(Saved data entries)
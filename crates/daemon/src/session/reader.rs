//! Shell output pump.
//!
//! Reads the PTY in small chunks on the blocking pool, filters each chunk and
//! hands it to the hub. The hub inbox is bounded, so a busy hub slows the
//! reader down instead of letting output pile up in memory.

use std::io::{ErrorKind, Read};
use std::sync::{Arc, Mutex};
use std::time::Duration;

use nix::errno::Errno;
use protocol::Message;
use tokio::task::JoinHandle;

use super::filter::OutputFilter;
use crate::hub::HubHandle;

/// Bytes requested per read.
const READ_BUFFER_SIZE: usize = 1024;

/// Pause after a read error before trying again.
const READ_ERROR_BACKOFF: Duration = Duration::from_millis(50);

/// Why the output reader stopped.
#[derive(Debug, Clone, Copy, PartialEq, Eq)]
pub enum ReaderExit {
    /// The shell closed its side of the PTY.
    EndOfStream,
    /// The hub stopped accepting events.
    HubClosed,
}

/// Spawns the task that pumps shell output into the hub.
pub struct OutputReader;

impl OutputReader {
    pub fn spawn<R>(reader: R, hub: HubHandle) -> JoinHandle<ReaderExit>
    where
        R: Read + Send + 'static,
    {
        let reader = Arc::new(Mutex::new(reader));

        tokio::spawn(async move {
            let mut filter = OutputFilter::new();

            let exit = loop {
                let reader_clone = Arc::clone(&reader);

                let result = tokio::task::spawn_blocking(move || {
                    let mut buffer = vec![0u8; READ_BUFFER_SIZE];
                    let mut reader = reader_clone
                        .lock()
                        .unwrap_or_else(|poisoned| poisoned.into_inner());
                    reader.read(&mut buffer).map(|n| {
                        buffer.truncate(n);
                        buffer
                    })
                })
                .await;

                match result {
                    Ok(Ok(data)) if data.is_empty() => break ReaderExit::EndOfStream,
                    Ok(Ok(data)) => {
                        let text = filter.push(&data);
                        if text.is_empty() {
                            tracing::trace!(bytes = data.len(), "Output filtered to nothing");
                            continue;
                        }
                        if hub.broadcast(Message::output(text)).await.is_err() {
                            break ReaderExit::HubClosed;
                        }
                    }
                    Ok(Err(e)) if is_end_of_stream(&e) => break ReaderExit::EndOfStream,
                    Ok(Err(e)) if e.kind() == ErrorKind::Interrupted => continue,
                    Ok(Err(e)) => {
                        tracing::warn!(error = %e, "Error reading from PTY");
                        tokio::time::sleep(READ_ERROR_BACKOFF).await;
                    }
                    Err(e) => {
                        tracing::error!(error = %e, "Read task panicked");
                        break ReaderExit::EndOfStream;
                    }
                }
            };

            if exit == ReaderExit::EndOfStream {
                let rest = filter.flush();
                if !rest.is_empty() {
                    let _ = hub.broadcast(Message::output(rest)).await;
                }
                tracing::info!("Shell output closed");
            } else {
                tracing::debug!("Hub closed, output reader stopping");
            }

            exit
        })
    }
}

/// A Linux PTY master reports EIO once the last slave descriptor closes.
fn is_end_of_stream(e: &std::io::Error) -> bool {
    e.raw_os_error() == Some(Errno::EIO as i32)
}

● **WORK INSTRUCTION**
This exercise calls for every record to be restated word for word.

● **ANSWER TO THIS PROBLEM**
filename crates/daemon/src/session/reader.rs
//! Shell output pump.
//!
//! Reads the PTY in small chunks on the blocking pool, filters each chunk and
//! hands it to the hub. The hub inbox is bounded, so a busy hub slows the
//! reader down instead of letting output pile up in memory.

use std::io::{ErrorKind, Read};
use std::sync::{Arc, Mutex};
use std::time::Duration;

use nix::errno::Errno;
use protocol::Message;
use tokio::task::JoinHandle;

use super::filter::OutputFilter;
use crate::hub::HubHandle;

/// Bytes requested per read.
const READ_BUFFER_SIZE: usize = 1024;

/// Pause after a read error before trying again.
const READ_ERROR_BACKOFF: Duration = Duration::from_millis(50);

/// Why the output reader stopped.
#[derive(Debug, Clone, Copy, PartialEq, Eq)]
pub enum ReaderExit {
    /// The shell closed its side of the PTY.
    EndOfStream,
    /// The hub stopped accepting events.
    HubClosed,
}

/// Spawns the task that pumps shell output into the hub.
pub struct OutputReader;

impl OutputReader {
    pub fn spawn<R>(reader: R, hub: HubHandle) -> JoinHandle<ReaderExit>
    where
        R: Read + Send + 'static,
    {
        let reader = Arc::new(Mutex::new(reader));

        tokio::spawn(async move {
            let mut filter = OutputFilter::new();

            let exit = loop {
                let reader_clone = Arc::clone(&reader);

                let result = tokio::task::spawn_blocking(move || {
                    let mut buffer = vec![0u8; READ_BUFFER_SIZE];
                    let mut reader = reader_clone
                        .lock()
                        .unwrap_or_else(|poisoned| poisoned.into_inner());
                    reader.read(&mut buffer).map(|n| {
                        buffer.truncate(n);
                        buffer
                    })
                })
                .await;

                match result {
                    Ok(Ok(data)) if data.is_empty() => break ReaderExit::EndOfStream,
                    Ok(Ok(data)) => {
                        let text = filter.push(&data);
                        if text.is_empty() {
                            tracing::trace!(bytes = data.len(), "Output filtered to nothing");
                            continue;
                        }
                        if hub.broadcast(Message::output(text)).await.is_err() {
                            break ReaderExit::HubClosed;
                        }
                    }
                    Ok(Err(e)) if is_end_of_stream(&e) => break ReaderExit::EndOfStream,
                    Ok(Err(e)) if e.kind() == ErrorKind::Interrupted => continue,
                    Ok(Err(e)) => {
                        tracing::warn!(error = %e, "Error reading from PTY");
                        tokio::time::sleep(READ_ERROR_BACKOFF).await;
                    }
                    Err(e) => {
                        tracing::error!(error = %e, "Read task panicked");
                        break ReaderExit::EndOfStream;
                    }
                }
            };

            if exit == ReaderExit::EndOfStream {
                let rest = filter.flush();
                if !rest.is_empty() {
                    let _ = hub.broadcast(Message::output(rest)).await;
                }
                tracing::info!("Shell output closed");
            } else {
                tracing::debug!("Hub closed, output reader stopping");
            }

            exit
        })
    }
}

/// A Linux PTY master reports EIO once the last slave descriptor closes.
fn is_end_of_stream(e: &std::io::Error) -> bool {
    e.raw_os_error() == Some(Errno::EIO as i32)
}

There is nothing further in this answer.